# 55gallon.



## Alba (Oct 13, 2009)

I finally got my 55 gallon up and running, and after letting it cycle for about two weeks I put my betta, Elaine in there. Shortly after, brown algea started showing up, now it's taking over my whole tank! I purchased two golden mystery snails to try and take care of the problem, but they didn't help much. I would like to get some fish that will get along with my betta and can help with the brown algea. 
I don't know which fish would get along with Elaine, my female betta, but I was thinking about purchasing a few more female. Maybe three more?
Also, will a rubbernose pleco take care of the algea problem? 
If not, what will? 
Will it get along with Elaine? 
And what fish will get along with my female betta? 
I do NOT want her getting hurt or killed, she is very special to me, like all my bettas. Please give me advice, and thanks!
Oh and one more thing, my brother purchased two very small (one inch) goldfish after mine died, and I was wondering if they would be safe to join my betta.
-Alba


----------



## Dragonbeards (Dec 14, 2008)

Alba said:


> I finally got my 55 gallon up and running, and after letting it cycle for about two weeks I put my betta, Elaine in there. Shortly after, brown algea started showing up, now it's taking over my whole tank! I purchased two golden mystery snails to try and take care of the problem, but they didn't help much. I would like to get some fish that will get along with my betta and can help with the brown algea.
> I don't know which fish would get along with Elaine, my female betta, but I was thinking about purchasing a few more female. Maybe three more?

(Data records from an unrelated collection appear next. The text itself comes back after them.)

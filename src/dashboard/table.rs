//! Workshop table rows

use crate::data::Workshop;

/// Payment status badge; never carries a price
#[derive(Debug, Clone, Copy, PartialEq, Eq)]
pub enum StatusBadge {
    Paid,
    Free,
}

impl StatusBadge {
    pub fn for_workshop(workshop: &Workshop) -> Self {
        if workshop.is_paid {
            StatusBadge::Paid
        } else {
            StatusBadge::Free
        }
    }

    pub fn label(&self) -> &'static str {
        match self {
            StatusBadge::Paid => "Paid",
            StatusBadge::Free => "Free",
        }
    }

    /// Tailwind classes for the pill
    pub fn css_class(&self) -> &'static str {
        match self {
            StatusBadge::Paid => "bg-green-100 text-green-800",
            StatusBadge::Free => "bg-blue-100 text-blue-800",
        }
    }
}

/// Display-ready row of the "Current Workshops" table
#[derive(Debug, Clone, PartialEq)]
pub struct WorkshopRow {
    pub id: String,
    pub title: String,
    /// `"88% completion"`
    pub completion: String,
    pub instructor: String,
    pub category: String,
    pub enrollments: u32,
    /// `"12 reviews"`
    pub reviews: String,
    /// One decimal place
    pub rating: String,
    pub status: StatusBadge,
}

impl From<&Workshop> for WorkshopRow {
    fn from(workshop: &Workshop) -> Self {
        Self {
            id: workshop.id.clone(),
            title: workshop.title.clone(),
            completion: format!("{}% completion", workshop.completion_rate),
            instructor: workshop.instructor.clone(),
            category: workshop.category.clone(),
            enrollments: workshop.enrollments,
            reviews: format!("{} reviews", workshop.reviews),
            rating: format!("{:.1}", workshop.rating),
            status: StatusBadge::for_workshop(workshop),
        }
    }
}

/// Column headings, in display order
pub const COLUMNS: [&str; 6] = [
    "Title",
    "Instructor",
    "Category",
    "Enrollments",
    "Rating",
    "Status",
];

#[cfg(test)]
mod tests {
    use super::*;
    use crate::data::fixtures::sample_workshop;

    #[test]
    fn test_row_formatting() {
        let row = WorkshopRow::from(&sample_workshop());
        assert_eq!(row.completion, "88% completion");
        assert_eq!(row.reviews, "12 reviews");
        assert_eq!(row.rating, "4.6");
        assert_eq!(row.enrollments, 42);
    }

    #[test]
    fn test_free_badge_hides_price() {
        let workshop = sample_workshop();
        assert!(!workshop.is_paid);
        assert!(workshop.price.is_some());

        let badge = StatusBadge::for_workshop(&workshop);
        assert_eq!(badge, StatusBadge::Free);
        assert!(!badge.label().contains('$'));
        assert!(!badge.label().contains(&workshop.price.unwrap().to_string()));
    }

    #[test]
    fn test_paid_badge() {
        let mut workshop = sample_workshop();
        workshop.is_paid = true;
        assert_eq!(WorkshopRow::from(&workshop).status.label(), "Paid");
    }
}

A few more females would defiantly be fine.


Alba said:


> Also, will a rubbernose pleco take care of the algea problem?
> If not, what will?
> Will it get along with Elaine?


A rubber nose pleco should be fine, as well as any other small pleco species, or even a group of oto cats.



Alba said:


> And what fish will get along with my female betta?
> I do NOT want her getting hurt or killed, she is very special to me, like all my bettas. Please give me advice, and thanks!


Anything with a gentle temperment will be fine with your betta. I've had luck with tetras and females together, as well as cory cats, but it depends on what you want in a tank that big.


Alba said:


> Oh and one more thing, my brother purchased two very small (one inch) goldfish after mine died, and I was wondering if they would be safe to join my betta.
> -Alba


Definatly not. Goldfish and bettas have two different temp requirements, and goldies grow to be huge and messy. I would suggest getting a seperate tank for them, or returning them.

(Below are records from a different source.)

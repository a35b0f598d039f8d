//! Pages
//!
//! One component per dashboard tab.

pub mod overview;
pub mod workshops;

pub use overview::Overview;
pub use workshops::Workshops;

I hope this has helped some,

Dragonbeards


----------



## daniel89 (Nov 28, 2009)

Well you can get alot more females to add to the tank if you want. And Im no expert but if I had to suggest something I would say gold algae eaters or even some real plants that grow fast.


----------



## Alba (Oct 13, 2009)

Thanks! 
And yes, I will most likely return the goldfish. I was thinking of getting a rubbernose pleco, two or three more female bettas, more live plants, and some sort of livebearer...
I wanted to get a freshwater puffer, but I read that they are very aggressive.


----------



## daniel89 (Nov 28, 2009)

yeah a freshwater puffer will kill everything and they are to be housed alone in tanks


----------



## Dragonbeards (Dec 14, 2008)

Alba said:


> and some sort of livebearer...


Just remember that if you get a liver bearer, you should be ready for lots of fry. Unless you get all males/all females of course. Good luck!


----------



## <3~Pleco~<3 (Jan 31, 2009)

I don't think 2 weeks is long enough for a tank to cycle. I would hold off adding more fish until you are sure that it cycled. Or get hardier fish that could withstand the cycle, like your betta is probably fine. But a pleco may not be hardy enough at first IMO


----------



## Cacatuoides (Feb 2, 2009)

Ditzy said:


> otos should only be added into a tank that has been established and cycled for 6 months for more!

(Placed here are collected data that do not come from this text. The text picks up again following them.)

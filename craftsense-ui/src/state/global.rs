//! Global Application State
//!
//! Reactive state management using Leptos signals.

use leptos::*;
use std::sync::Arc;

use craftsense::config::{AnimationConfig, Config, FormConfig};
use craftsense::dashboard::{Dashboard, Tab};
use craftsense::data::{DashboardData, MockGenerator};
use craftsense::form::{upsert, Notification, NotificationId};

/// Global application state provided to all components
#[derive(Clone, Copy)]
pub struct DashboardState {
    /// Generated dataset plus the active tab
    pub dashboard: RwSignal<Dashboard>,
    /// Visible toasts, oldest first
    pub toasts: RwSignal<Vec<Notification>>,
    pub animation: StoredValue<AnimationConfig>,
    pub form: StoredValue<FormConfig>,
}

impl DashboardState {
    /// Generate this page load's dataset
    pub fn new(config: &Config) -> Self {
        let data = MockGenerator::with_seed(config.mock.seed)
            .generate(&config.mock, chrono::Utc::now());
        Self::with_data(data, config)
    }

    pub fn with_data(data: DashboardData, config: &Config) -> Self {
        Self {
            dashboard: create_rw_signal(Dashboard::new(Arc::new(data))),
            toasts: create_rw_signal(Vec::new()),
            animation: store_value(config.animation.clone()),
            form: store_value(config.form.clone()),
        }
    }

    pub fn active_tab(&self) -> Tab {
        self.dashboard.with(|d| d.active_tab())
    }

    pub fn select(&self, tab: Tab) {
        self.dashboard.update(|d| d.select(tab));
    }

    /// Show a toast, replacing any toast with the same id
    ///
    /// Toasts that carry a duration dismiss themselves once it elapses.
    pub fn notify(&self, notification: Notification) {
        let id = notification.id;
        let dismiss_after = dismiss_delay_ms(&notification);

        self.toasts.update(|toasts| upsert(toasts, notification));

        if let Some(millis) = dismiss_after {
            let state = *self;
            gloo_timers::callback::Timeout::new(millis, move || state.dismiss(id)).forget();
        }
    }

    pub fn dismiss(&self, id: NotificationId) {
        self.toasts.update(|toasts| toasts.retain(|t| t.id != id));
    }
}

fn dismiss_delay_ms(notification: &Notification) -> Option<u32> {
    notification
        .duration
        .map(|d| u32::try_from(d.as_millis()).unwrap_or(u32::MAX))
}

/// Provide global state to the component tree
pub fn provide_dashboard_state() {
    provide_context(DashboardState::new(&Config::default()));
}

pub fn use_dashboard_state() -> DashboardState {
    expect_context::<DashboardState>()
}

#[cfg(test)]
mod tests {
    use super::*;
    use craftsense::config::MockConfig;
    use std::time::Duration;

    fn state() -> DashboardState {
        let config = Config {
            mock: MockConfig {
                seed: Some(3),
                ..MockConfig::default()
            },
            ..Config::default()
        };
        DashboardState::new(&config)
    }

    #[test]
    fn test_tab_switch_keeps_data() {
        let runtime = create_runtime();
        let state = state();
        let before = state.dashboard.with(|d| Arc::clone(d.data()));

        state.select(Tab::Workshops);
        assert_eq!(state.active_tab(), Tab::Workshops);
        state.select(Tab::Overview);

        assert!(state.dashboard.with(|d| Arc::ptr_eq(d.data(), &before)));
        runtime.dispose();
    }

    #[test]
    fn test_dismiss_delay_follows_notification() {
        let loading = Notification::loading("Processing your request...");
        assert_eq!(dismiss_delay_ms(&loading), None);

        let done = Notification::success(loading.id, "Workshop created successfully!")
            .with_duration(Duration::from_millis(1500));
        assert_eq!(dismiss_delay_ms(&done), Some(1500));
    }

    #[test]
    fn test_loading_toast_replaced_in_place() {
        let runtime = create_runtime();
        let state = state();

        let first = Notification::loading("Processing your request...");
        let second = Notification::loading("Still working");
        state.notify(first.clone());
        state.notify(second.clone());

        let mut replacement = first.clone();
        replacement.message = "Almost done".to_string();
        state.notify(replacement);

        let messages: Vec<String> = state.toasts.with(|t| t.iter().map(|n| n.message.clone()).collect());
        assert_eq!(messages, vec!["Almost done".to_string(), "Still working".to_string()]);

        state.dismiss(second.id);
        assert_eq!(state.toasts.with(|t| t.len()), 1);
        runtime.dispose();
    }
}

Bahhh!!! Lies, she tells you lies!!!!!!!!


----------



## Dragonbeards (Dec 14, 2008)

Ditzy said:


> thats what ive read in every place i can find online! if you want to claim different, ok. just stating what i have researched


I put otos into my mothers tank after it had been cycled for a month. They are still doing fine, though maybe it's just our water? I'd say if you do want to put otos in the tank, just be sure to monitor them to see how they are doing.


----------



## Alba (Oct 13, 2009)

I think I'm going to get somesort of pleco and more females for now. Then I'll add mollies. I bred mollies before and they were very hardy and I enjoyed them a lot, so I figure I'll get back in the sport. Even though the bettas might attack the fry...


----------



## lohachata (Jan 27, 2006)

plecos are not so great for the brown algae...but otocinclus are the best..most of the fish such as chinese algae eaters
get big and mean..
in a 55 i would put a group of about 12 otos..they most often die because they don't get enough of the proper diet..make sure you always have foods such as vegetable flakes..spirulina flakes...algae wafers and a good omnivore food..oh...and keep them warm..around 80 F..
i have put otos in a freshly set up tank and not had problems..you just have to pay attention to them..


----------